- _Task requirements_
Please output exactly the part of the records below that opens with the line containing "const MOUTH_BOTTOM: f64 = 12.0;" and closes with the line containing "pub fn anchor(&self)", both lines included, and nothing else.

The data section start

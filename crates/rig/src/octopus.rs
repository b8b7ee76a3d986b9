//! The creature: eight limbs around a body anchor.
//!
//! Geometry lives in logical space. Limb bases sit on a short horizontal line
//! just under the body centre, fanned by each limb's bias. Half the limbs are
//! drawn behind the body and half in front of it for depth.

use glam::DVec2;
use ocquarium_core::{OctopusConfig, RandomSource, Rect, Srgb, Surface, TaperedStroke};

use crate::arm::{ArmChain, JOINTS};
use crate::transform::Transform2D;

/// Limbs per creature.
pub const ARM_COUNT: usize = 8;
/// Limbs drawn behind the body.
pub const BACK_ARMS: [usize; 4] = [1, 3, 4, 6];
/// Limbs drawn over the body.
pub const FRONT_ARMS: [usize; 4] = [0, 2, 5, 7];

const ARM_MAX_WIDTH: f64 = 14.0;
const ARM_MIN_WIDTH: f64 = 2.0;
/// Horizontal spread of limb bases across the full bias range.
const ARM_BASE_SPREAD: f64 = 30.0;
/// Vertical drop of limb bases below the anchor.
const ARM_BASE_DROP: f64 = 26.0;

const BODY_COLOR: Srgb = Srgb::from_rgb8(0x10, 0x10, 0x10);
const ARM_COLOR: Srgb = Srgb::from_rgb8(0x10, 0x10, 0x10);
const ARM_COLOR_BACK: Srgb = Srgb::from_rgb8(0x00, 0x00, 0x00);
const EYE_COLOR: Srgb = Srgb::from_rgb8(0x80, 0x80, 0x80);
const PUPIL_COLOR: Srgb = Srgb::from_rgb8(0x00, 0x00, 0x00);

const HEAD_RADIUS: f64 = 36.0;
const BODY_HALF_WIDTH: f64 = 40.0;
const BODY_TOP: f64 = -60.0;
const BODY_BOTTOM: f64 = 40.0;
const MOUTH_HALF_WIDTH: f64 = 61.0;
const MOUTH_TOP: f64 = 8.0;
const MOUTH_BOTTOM: f64 = 12.0;
const EYE_OFFSET: DVec2 = DVec2::new(16.0, -12.0);
const EYE_RADIUS: f64 = 6.0;
const PUPIL_SIZE: f64 = 5.0;

/// Spread factor of limb `i`, evenly spaced over -0.5..=0.5.
pub fn arm_bias(i: usize) -> f64 {
    i as f64 / (ARM_COUNT - 1) as f64 - 0.5
}

/// Random joint offsets for a limb with the given bias.
fn random_offsets(bias: f64, rng: &mut impl RandomSource) -> [DVec2; JOINTS] {
    let dx1 = 10.0 * bias + rng.next_range(0.0, 20.0);
    let dy1 = rng.next_range(20.0, 50.0);
    let dx2 = 40.0 * bias + rng.next_range(-60.0, 60.0);
    let dy2 = rng.next_range(30.0, 80.0);
    let dx3 = rng.next_range(-40.0, 40.0);
    let dy3 = rng.next_range(-80.0, 40.0);
    [
        DVec2::new(dx1, dy1),
        DVec2::new(dx2, dy2),
        DVec2::new(dx3, dy3),
    ]
}

/// Eye drawn as a rounded bar; `open` bars are thicker.
fn draw_pupil(surface: &mut dyn Surface, center: DVec2, size: f64, open: bool, color: Srgb) {
    let r = if open { size * 0.33 } else { size * 0.1 };
    surface.fill_round_rect(Rect::from_center_half(center, DVec2::new(size, r)), r, color);
}

/// Body anchor, limbs, blink state and the logical clamp box.
#[derive(Debug, Clone)]
pub struct Octopus {
    arms: [ArmChain; ARM_COUNT],
    anchor: DVec2,
    bounds: DVec2,
    blinking: bool,
    config: OctopusConfig,
    redraw: bool,
}

impl Octopus {
    /// Builds eight limbs fanned left to right with randomized droop.
    ///
    /// Limbs start at the origin; the first resize or move places them.
    pub fn new(config: OctopusConfig, rng: &mut impl RandomSource) -> Self {
        let arms = std::array::from_fn(|i| {
            ArmChain::new(
                DVec2::ZERO,
                random_offsets(arm_bias(i), rng),
                ARM_MAX_WIDTH,
                ARM_MIN_WIDTH,
            )
        });
        Self {
            arms,
            anchor: DVec2::ZERO,
            bounds: DVec2::ZERO,
            blinking: false,
            config,
            redraw: true,
        }
    }

    pub fn config(&self) -> &OctopusConfig {
        &self.config
    }

    pub fn arms(&self) -> &[ArmChain; ARM_COUNT] {
        &self.arms
    }

    /// Body position in logical space.
    pub fn anchor(&self) -> DVec2 {
        self.anchor
    }

    /// Logical extent of the viewport, for clamping drift.
    pub fn bounds(&self) -> DVec2 {
        self.bounds
    }

    pub fn is_blinking(&self) -> bool {
        self.blinking
    }

    /// Locks (rigid) or frees every limb.
    pub fn set_locked(&mut self, rigid: bool) {
        for arm in &mut self.arms {
            arm.set_locked(rigid);
        }
    }

    /// Recentres on a new viewport without spring flailing and recomputes the
    /// logical clamp box.
    pub fn on_resize(&mut self, transform: &Transform2D, width: f64, height: f64) {
        self.set_locked(true);
        self.move_to(transform, DVec2::new(width / 2.0, height / 2.0));
        self.set_locked(false);
        self.bounds = transform.to_logical(DVec2::new(width, height));
    }

    /// Moves the body to a pixel position, honoring the current lock state.
    pub fn move_to(&mut self, transform: &Transform2D, pixel: DVec2) {
        self.anchor = transform.to_logical(pixel);
        self.reposition_arms();
    }

    /// Sets the anchor in logical space without touching the limbs.
    pub fn set_anchor_logical(&mut self, anchor: DVec2) {
        self.anchor = anchor;
    }

    /// Places every limb base relative to the anchor.
    pub fn reposition_arms(&mut self) {
        for (i, arm) in self.arms.iter_mut().enumerate() {
            let base = self.anchor + DVec2::new(arm_bias(i) * ARM_BASE_SPREAD, ARM_BASE_DROP);
            arm.set_anchor(base);
        }
        self.redraw = true;
    }

    pub fn hit_test(&self, transform: &Transform2D, pixel: DVec2) -> bool {
        transform.hit_test(pixel, self.anchor)
    }

    pub fn set_blinking(&mut self, blinking: bool) {
        self.blinking = blinking;
        self.redraw = true;
    }

    /// Advances every joint spring by `dt` seconds. Returns true if any moved.
    pub fn advance(&mut self, dt: f64) -> bool {
        let mut moved = false;
        for arm in &mut self.arms {
            moved |= arm.advance(dt);
        }
        self.redraw |= moved;
        moved
    }

    /// Reports and clears a pending redraw request.
    pub fn take_redraw(&mut self) -> bool {
        std::mem::take(&mut self.redraw)
    }

    /// Paints back limbs, body, eyes, front limbs and the optional debug
    /// overlay, in logical coordinates.
    pub fn render(&self, surface: &mut dyn Surface, stroke: &dyn TaperedStroke) {
        let p = self.anchor;

        for i in BACK_ARMS {
            self.arms[i].render(surface, stroke, ARM_COLOR_BACK);
        }

        surface.fill_circle(p, HEAD_RADIUS, EYE_COLOR);
        surface.push_clip_out(Rect::from_ltrb(
            p.x - MOUTH_HALF_WIDTH,
            p.y + MOUTH_TOP,
            p.x + MOUTH_HALF_WIDTH,
            p.y + MOUTH_BOTTOM,
        ));
        surface.fill_oval(
            Rect::from_ltrb(
                p.x - BODY_HALF_WIDTH,
                p.y + BODY_TOP,
                p.x + BODY_HALF_WIDTH,
                p.y + BODY_BOTTOM,
            ),
            BODY_COLOR,
        );
        surface.pop_clip();

        let eyes = [
            p + DVec2::new(-EYE_OFFSET.x, EYE_OFFSET.y),
            p + EYE_OFFSET,
        ];
        for eye in eyes {
            if self.blinking {
                draw_pupil(surface, eye, EYE_RADIUS, false, EYE_COLOR);
            } else {
                surface.fill_circle(eye, EYE_RADIUS, EYE_COLOR);
            }
        }
        if self.config.weird_eyes {
            for eye in eyes {
                draw_pupil(surface, eye, PUPIL_SIZE, true, PUPIL_COLOR);
            }
        }

        for i in FRONT_ARMS {
            self.arms[i].render(surface, stroke, ARM_COLOR);
        }

        if self.config.debug_paths {
            for arm in &self.arms {
                arm.render_debug(surface);
            }
        }
    }
}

The data section end

- _Answer_
const MOUTH_BOTTOM: f64 = 12.0;
const EYE_OFFSET: DVec2 = DVec2::new(16.0, -12.0);
const EYE_RADIUS: f64 = 6.0;
const PUPIL_SIZE: f64 = 5.0;

/// Spread factor of limb `i`, evenly spaced over -0.5..=0.5.
pub fn arm_bias(i: usize) -> f64 {
    i as f64 / (ARM_COUNT - 1) as f64 - 0.5
}

/// Random joint offsets for a limb with the given bias.
fn random_offsets(bias: f64, rng: &mut impl RandomSource) -> [DVec2; JOINTS] {
    let dx1 = 10.0 * bias + rng.next_range(0.0, 20.0);
    let dy1 = rng.next_range(20.0, 50.0);
    let dx2 = 40.0 * bias + rng.next_range(-60.0, 60.0);
    let dy2 = rng.next_range(30.0, 80.0);
    let dx3 = rng.next_range(-40.0, 40.0);
    let dy3 = rng.next_range(-80.0, 40.0);
    [
        DVec2::new(dx1, dy1),
        DVec2::new(dx2, dy2),
        DVec2::new(dx3, dy3),
    ]
}

/// Eye drawn as a rounded bar; `open` bars are thicker.
fn draw_pupil(surface: &mut dyn Surface, center: DVec2, size: f64, open: bool, color: Srgb) {
    let r = if open { size * 0.33 } else { size * 0.1 };
    surface.fill_round_rect(Rect::from_center_half(center, DVec2::new(size, r)), r, color);
}

/// Body anchor, limbs, blink state and the logical clamp box.
#[derive(Debug, Clone)]
pub struct Octopus {
    arms: [ArmChain; ARM_COUNT],
    anchor: DVec2,
    bounds: DVec2,
    blinking: bool,
    config: OctopusConfig,
    redraw: bool,
}

impl Octopus {
    /// Builds eight limbs fanned left to right with randomized droop.
    ///
    /// Limbs start at the origin; the first resize or move places them.
    pub fn new(config: OctopusConfig, rng: &mut impl RandomSource) -> Self {
        let arms = std::array::from_fn(|i| {
            ArmChain::new(
                DVec2::ZERO,
                random_offsets(arm_bias(i), rng),
                ARM_MAX_WIDTH,
                ARM_MIN_WIDTH,
            )
        });
        Self {
            arms,
            anchor: DVec2::ZERO,
            bounds: DVec2::ZERO,
            blinking: false,
            config,
            redraw: true,
        }
    }

    pub fn config(&self) -> &OctopusConfig {
        &self.config
    }

    pub fn arms(&self) -> &[ArmChain; ARM_COUNT] {
        &self.arms
    }

    /// Body position in logical space.
    pub fn anchor(&self) -> DVec2 {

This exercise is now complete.